To their credit, some unions are actually standing on principle:

“Either way, we are against a tax on health-care benefits in whatever form it takes,” said Jacob Hay, spokesman for the Laborers’ International Union of North America. The union represents 500,000 workers, largely in the construction industry.

Special interest democracy – political payback – so blatant now that you don’t even have to wonder if it is being done. Democrats are shameless in their pursuit of it. If you’re in a favored group, your ship has come in.

~McQ

Questions and Observations #2

For new readers the title is that for which the shortened “QandO” stands. This is the second in a series of questions and observations.

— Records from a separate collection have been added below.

//! boardsync-engine library interface
//!
//! Keeps proposal-backed boards in sync with their proposal source: schema
//! reconciliation, card materialization, rubric aggregation and relation
//! link symmetry, plus the HTTP surface wrapping them.

pub mod api;
pub mod error;
pub mod lock;
pub mod materializer;
pub mod relation;
pub mod rubric;
pub mod schema;
pub mod service;
pub mod store;

pub use crate::error::{ApiError, ApiResult};
pub use crate::service::{SyncReport, SyncService};

use std::sync::Arc;

use axum::Router;
use boardsync_common::events::EventBus;
use chrono::{DateTime, Utc};
use tower_http::cors::CorsLayer;
use tower_http::trace::TraceLayer;

/// Application state shared across handlers
#[derive(Clone)]
pub struct AppState {
    pub service: Arc<SyncService>,
    /// Event bus for SSE broadcasting
    pub event_bus: EventBus,
    /// Service startup timestamp for uptime tracking
    pub startup_time: DateTime<Utc>,
}

impl AppState {
    pub fn new(service: Arc<SyncService>, event_bus: EventBus) -> Self {
        Self {
            service,
            event_bus,
            startup_time: Utc::now(),
        }
    }
}

/// Build application router
pub fn build_router(state: AppState) -> Router {
    use axum::routing::get;

    Router::new()
        .merge(api::board_routes())
        .merge(api::relation_routes())
        .merge(api::card_routes())
        .route("/events", get(api::event_stream))
        .merge(api::health_routes())
        .with_state(state)
        .layer(TraceLayer::new_for_http())
        .layer(CorsLayer::permissive())
}
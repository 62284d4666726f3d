//! Property templates (board columns) and stored property values

use serde::{Deserialize, Serialize};
use uuid::Uuid;

/// Column type of a board property
///
/// Plain types are edited by users. The `Proposal*` types are derived from the
/// proposal source and are always read-only on the board.
#[derive(Debug, Clone, Copy, Serialize, Deserialize, PartialEq, Eq, Hash)]
#[serde(rename_all = "camelCase")]
pub enum PropertyType {
    Text,
    Number,
    Select,
    MultiSelect,
    Date,
    Person,
    File,
    Checkbox,
    Url,
    Email,
    Phone,
    Relation,
    CreatedTime,
    CreatedBy,
    UpdatedTime,
    UpdatedBy,
    ProposalStatus,
    ProposalUrl,
    ProposalAuthor,
    ProposalStep,
    ProposalEvaluationType,
    ProposalEvaluatedBy,
    ProposalEvaluationTotal,
    ProposalEvaluationAverage,
    ProposalRubricCriteriaTotal,
    ProposalRubricCriteriaAverage,
    ProposalRubricCriteriaReviewerScore,
    ProposalRubricCriteriaReviewerComment,
    ProposalReviewerNotes,
}

impl PropertyType {
    pub fn as_str(self) -> &'static str {
        match self {
            Self::Text => "text",
            Self::Number => "number",
            Self::Select => "select",
            Self::MultiSelect => "multiSelect",
            Self::Date => "date",
            Self::Person => "person",
            Self::File => "file",
            Self::Checkbox => "checkbox",
            Self::Url => "url",
            Self::Email => "email",
            Self::Phone => "phone",
            Self::Relation => "relation",
            Self::CreatedTime => "createdTime",
            Self::CreatedBy => "createdBy",
            Self::UpdatedTime => "updatedTime",
            Self::UpdatedBy => "updatedBy",
            Self::ProposalStatus => "proposalStatus",
            Self::ProposalUrl => "proposalUrl",
            Self::ProposalAuthor => "proposalAuthor",
            Self::ProposalStep => "proposalStep",
            Self::ProposalEvaluationType => "proposalEvaluationType",
            Self::ProposalEvaluatedBy => "proposalEvaluatedBy",
            Self::ProposalEvaluationTotal => "proposalEvaluationTotal",
            Self::ProposalEvaluationAverage => "proposalEvaluationAverage",
            Self::ProposalRubricCriteriaTotal => "proposalRubricCriteriaTotal",
            Self::ProposalRubricCriteriaAverage => "proposalRubricCriteriaAverage",
            Self::ProposalRubricCriteriaReviewerScore => "proposalRubricCriteriaReviewerScore",
            Self::ProposalRubricCriteriaReviewerComment => "proposalRubricCriteriaReviewerComment",
            Self::ProposalReviewerNotes => "proposalReviewerNotes",
        }
    }

    /// Types whose values are computed from the proposal source
    pub fn is_proposal_derived(self) -> bool {
        matches!(
            self,
            Self::ProposalStatus
                | Self::ProposalUrl
                | Self::ProposalAuthor
                | Self::ProposalStep
                | Self::ProposalEvaluationType
                | Self::ProposalEvaluatedBy
                | Self::ProposalEvaluationTotal
                | Self::ProposalEvaluationAverage
                | Self::ProposalRubricCriteriaTotal
                | Self::ProposalRubricCriteriaAverage
                | Self::ProposalRubricCriteriaReviewerScore
                | Self::ProposalRubricCriteriaReviewerComment
                | Self::ProposalReviewerNotes
        )
    }

    /// Fixed per-board system properties, one of each per board
    pub fn is_system(self) -> bool {
        matches!(
            self,
            Self::ProposalStatus
                | Self::ProposalUrl
                | Self::ProposalAuthor
                | Self::ProposalStep
                | Self::ProposalEvaluationType
                | Self::ProposalReviewerNotes
        )
    }

    /// Per evaluation step aggregates, matched by evaluation title
    pub fn is_step_aggregate(self) -> bool {
        matches!(
            self,
            Self::ProposalEvaluatedBy | Self::ProposalEvaluationTotal | Self::ProposalEvaluationAverage
        )
    }

    /// Per rubric criteria aggregates, matched by criteria title
    pub fn is_criteria_aggregate(self) -> bool {
        matches!(
            self,
            Self::ProposalRubricCriteriaTotal | Self::ProposalRubricCriteriaAverage
        )
    }

    /// Per (criteria, reviewer) breakdown columns
    pub fn is_reviewer_breakdown(self) -> bool {
        matches!(
            self,
            Self::ProposalRubricCriteriaReviewerScore | Self::ProposalRubricCriteriaReviewerComment
        )
    }

    /// Types whose stored values reference option ids
    pub fn has_options(self) -> bool {
        matches!(
            self,
            Self::Select
                | Self::MultiSelect
                | Self::ProposalStatus
                | Self::ProposalStep
                | Self::ProposalEvaluationType
        )
    }
}

/// One selectable option of an enumerable property
#[derive(Debug, Clone, Serialize, Deserialize, PartialEq, Eq)]
pub struct PropertyOption {
    pub id: String,
    pub value: String,
    pub color: String,
}

impl PropertyOption {
    pub fn new(id: impl Into<String>, value: impl Into<String>, color: impl Into<String>) -> Self {
        Self {
            id: id.into(),
            value: value.into(),
            color: color.into(),
        }
    }
}

/// How many related cards a relation property may hold
#[derive(Debug, Clone, Copy, Serialize, Deserialize, PartialEq, Eq)]
#[serde(rename_all = "snake_case")]
pub enum RelationLimit {
    SinglePage,
    MultiplePage,
}

/// Link metadata of a relation property
#[derive(Debug, Clone, Serialize, Deserialize, PartialEq, Eq)]
#[serde(rename_all = "camelCase")]
pub struct RelationData {
    /// Board the related cards live in
    pub board_id: Uuid,
    /// Inverse property on the related board, None when the link is one-sided
    pub related_property_id: Option<String>,
    pub limit: RelationLimit,
    pub show_on_related_board: bool,
}

/// A board column definition
///
/// `id` is immutable once minted. The linkage fields (`form_field_id`,
/// `proposal_field_id`, `evaluation_title`, `criteria_title`, `reviewer_id`)
/// only serve to match the column against its descriptor on later runs.
#[derive(Debug, Clone, Serialize, Deserialize, PartialEq)]
#[serde(rename_all = "camelCase")]
pub struct PropertyTemplate {
    pub id: String,
    pub name: String,
    #[serde(rename = "type")]
    pub property_type: PropertyType,
    #[serde(default)]
    pub options: Vec<PropertyOption>,
    #[serde(default, skip_serializing_if = "Option::is_none")]
    pub description: Option<String>,
    #[serde(default)]
    pub read_only: bool,
    #[serde(default)]
    pub read_only_values: bool,
    #[serde(default)]
    pub private: bool,
    #[serde(default)]
    pub dynamic_options: bool,
    #[serde(default, skip_serializing_if = "Option::is_none")]
    pub form_field_id: Option<String>,
    #[serde(default, skip_serializing_if = "Option::is_none")]
    pub proposal_field_id: Option<String>,
    #[serde(default, skip_serializing_if = "Option::is_none")]
    pub relation_data: Option<RelationData>,
    #[serde(default, skip_serializing_if = "Option::is_none")]
    pub evaluation_title: Option<String>,
    #[serde(default, skip_serializing_if = "Option::is_none")]
    pub criteria_title: Option<String>,
    #[serde(default, skip_serializing_if = "Option::is_none")]
    pub reviewer_id: Option<String>,
}

impl PropertyTemplate {
    /// New user-editable column with a freshly minted id
    pub fn new(name: impl Into<String>, property_type: PropertyType) -> Self {
        Self {
            id: Uuid::new_v4().to_string(),
            name: name.into(),
            property_type,
            options: Vec::new(),
            description: None,
            read_only: false,
            read_only_values: false,
            private: false,
            dynamic_options: false,
            form_field_id: None,
            proposal_field_id: None,
            relation_data: None,
            evaluation_title: None,
            criteria_title: None,
            reviewer_id: None,
        }
    }

    /// New source-derived column: read-only with dynamic options
    pub fn derived(name: impl Into<String>, property_type: PropertyType) -> Self {
        Self {
            read_only: true,
            read_only_values: true,
            dynamic_options: true,
            ..Self::new(name, property_type)
        }
    }

    pub fn option_by_value(&self, value: &str) -> Option<&PropertyOption> {
        self.options.iter().find(|o| o.value == value)
    }

    pub fn option_by_id(&self, id: &str) -> Option<&PropertyOption> {
        self.options.iter().find(|o| o.id == id)
    }

    /// Append every incoming option whose value is not present yet.
    ///
    /// Existing options keep their id and position; returns true if anything
    /// was appended.
    pub fn union_options(&mut self, incoming: &[PropertyOption]) -> bool {
        let mut changed = false;
        for option in incoming {
            if self.option_by_value(&option.value).is_none() {
                self.options.push(option.clone());
                changed = true;
            }
        }
        changed
    }
}

/// A stored card property value
#[derive(Debug, Clone, Serialize, Deserialize, PartialEq)]
#[serde(untagged)]
pub enum PropertyValue {
    Bool(bool),
    Number(f64),
    Text(String),
    List(Vec<String>),
}

impl PropertyValue {
    /// Values of a list-valued property; a single text value counts as one entry
    pub fn as_list(&self) -> Vec<String> {
        match self {
            PropertyValue::List(items) => items.clone(),
            PropertyValue::Text(text) if !text.is_empty() => vec![text.clone()],
            _ => Vec::new(),
        }
    }

    pub fn as_text(&self) -> Option<&str> {
        match self {
            PropertyValue::Text(text) => Some(text),
            _ => None,
        }
    }

    pub fn as_number(&self) -> Option<f64> {
        match self {
            PropertyValue::Number(n) => Some(*n),
            _ => None,
        }
    }

    pub fn is_empty(&self) -> bool {
        match self {
            PropertyValue::Text(text) => text.is_empty(),
            PropertyValue::List(items) => items.is_empty(),
            _ => false,
        }
    }
}
//! Server-Sent Events (SSE) utilities

use axum::response::sse::{Event, KeepAlive, Sse};
use futures::stream::{Stream, StreamExt};
use std::convert::Infallible;
use std::time::Duration;
use tokio_stream::wrappers::BroadcastStream;
use tracing::{debug, warn};
use uuid::Uuid;

use crate::events::EventBus;

/// Turn an EventBus subscription into an SSE stream
///
/// The SSE event name is the event kind (`records_created`, ...) and the data
/// is the JSON-serialized event. When `space_id` is set only events of that
/// space are forwarded. Lagged receivers skip the lost events and keep going.
pub fn event_stream(
    bus: &EventBus,
    space_id: Option<Uuid>,
) -> Sse<impl Stream<Item = Result<Event, Infallible>>> {
    debug!("New SSE client connected");

    let stream = BroadcastStream::new(bus.subscribe()).filter_map(move |result| async move {
        match result {
            Ok(event) => {
                if space_id.is_some_and(|id| id != event.space_id()) {
                    return None;
                }
                match serde_json::to_string(&event) {
                    Ok(json) => Some(Ok(Event::default().event(event.event_type()).data(json))),
                    Err(e) => {
                        warn!("Failed to serialize event: {}", e);
                        None
                    }
                }
            }
            Err(e) => {
                warn!("SSE stream error: {:?}", e);
                None
            }
        }
    });

    Sse::new(stream).keep_alive(
        KeepAlive::new()
            .interval(Duration::from_secs(15))
            .text("keep-alive"),
    )
}
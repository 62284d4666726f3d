//! Proposal form fields

use serde::{Deserialize, Serialize};
use uuid::Uuid;

use super::property::PropertyType;

#[derive(Debug, Clone, Copy, Serialize, Deserialize, PartialEq, Eq)]
#[serde(rename_all = "snake_case")]
pub enum FormFieldType {
    ShortText,
    LongText,
    Wallet,
    Select,
    Multiselect,
    Number,
    Date,
    Email,
    Phone,
    Url,
    Person,
    File,
    Checkbox,
    Label,
    ProjectProfile,
}

impl FormFieldType {
    pub fn as_str(self) -> &'static str {
        match self {
            Self::ShortText => "short_text",
            Self::LongText => "long_text",
            Self::Wallet => "wallet",
            Self::Select => "select",
            Self::Multiselect => "multiselect",
            Self::Number => "number",
            Self::Date => "date",
            Self::Email => "email",
            Self::Phone => "phone",
            Self::Url => "url",
            Self::Person => "person",
            Self::File => "file",
            Self::Checkbox => "checkbox",
            Self::Label => "label",
            Self::ProjectProfile => "project_profile",
        }
    }

    pub fn parse(value: &str) -> Option<Self> {
        let parsed = match value {
            "short_text" => Self::ShortText,
            "long_text" => Self::LongText,
            "wallet" => Self::Wallet,
            "select" => Self::Select,
            "multiselect" => Self::Multiselect,
            "number" => Self::Number,
            "date" => Self::Date,
            "email" => Self::Email,
            "phone" => Self::Phone,
            "url" => Self::Url,
            "person" => Self::Person,
            "file" => Self::File,
            "checkbox" => Self::Checkbox,
            "label" => Self::Label,
            "project_profile" => Self::ProjectProfile,
            _ => return None,
        };
        Some(parsed)
    }

    /// Board column type for this field.
    ///
    /// None for fields that do not become a single column (`label` is
    /// dropped, `project_profile` expands into several).
    pub fn property_type(self) -> Option<PropertyType> {
        match self {
            Self::ShortText | Self::LongText | Self::Wallet => Some(PropertyType::Text),
            Self::Select => Some(PropertyType::Select),
            Self::Multiselect => Some(PropertyType::MultiSelect),
            Self::Number => Some(PropertyType::Number),
            Self::Date => Some(PropertyType::Date),
            Self::Email => Some(PropertyType::Email),
            Self::Phone => Some(PropertyType::Phone),
            Self::Url => Some(PropertyType::Url),
            Self::Person => Some(PropertyType::Person),
            Self::File => Some(PropertyType::File),
            Self::Checkbox => Some(PropertyType::Checkbox),
            Self::Label | Self::ProjectProfile => None,
        }
    }
}

#[derive(Debug, Clone, Serialize, Deserialize, PartialEq, Eq)]
pub struct FormFieldOption {
    pub id: String,
    pub name: String,
    pub color: String,
}

#[derive(Debug, Clone, Serialize, Deserialize, PartialEq)]
pub struct FormField {
    pub id: String,
    pub form_id: Uuid,
    pub name: String,
    pub field_type: FormFieldType,
    #[serde(default)]
    pub options: Vec<FormFieldOption>,
    #[serde(default)]
    pub private: bool,
    #[serde(default)]
    pub description: Option<String>,
}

  • In the “you can’t make this up” department, China will block the sale of Hummer for “environmental concerns”.  I guess that’s their nod to the rest of the world after flatly refusing cut CO2 emissions in the future.
  • Ezra Klein is suddenly for smaller government, specifically the elimination of the Agriculture Committee. Of course the only reason he’d like to see it given the deep 6 is because it has, in Klein’s opinion, badly weakened cap-and-trade by extracting “a truly mind-boggling array of tax breaks, exemptions, and straight subsidies”. I guess Klein would like to temporarily make government smaller to make it larger.
  • Yes, Michael Jackson is dead – but for heaven sake, do we have to devote every minute of the news day to running “Thriller” vid and spreading rumors about the possible cause of his death? Is this what “news” organizations have become?
  • Apparently we’re still stalking the North Korean ship enroute to either Singapore or Burma. For those who are waiting for us to confront it and board it, that’s not going to happen. The “tough” UN resolution only provides for boarding if the North Koreans agree. And, while we can demand that they then go to the nearest port for inspection, the North Koreans can refuse that as well. The plan, it seems, is to convince the refueling port the NoKos pull into to refuse to refuel the ship. Then, when the NoKo ship runs out of fuel, put it under tow and then inspect it. As I understand it – they can then inspect it legitimately. Amazing.
  • Waxman-Markey, aka cap-and-trade, survived an earlier test vote that moved the bill to the floor for a 5pm vote. As I recall the margin was 5 votes. It is a job destroyer in the middle of a recession. The Center for Data Analysis of the Heritage Foundation figures it will cost 50,000 jobs in the transportation equipment sector alone. Their data for other sectors is available here.
  • House liberals have staked out a bit of ground on the health care bill saying they will not vote for it if it doesn’t include a public option – period. That is actually good news as the public option does seem to be in trouble. Any bill showing up without it will most likely not get the 80 members of the Congressional Progressive Caucus to vote for it. Add in the Republicans and the Blue Dogs, and it may be in very serious trouble without just the sticker shock of 1 to 3 trillion dollars of cost.
  • Mark Sanford? He should resign. The affair is between he and his family. He should resign because he was derelict in his duty and he misappropriated government funds to pay for his trip to Argentina.  Kinda like Bill Clinton should have resigned, not for the affair, but for lying under oath to a grand jury and attempting to obstruct justice.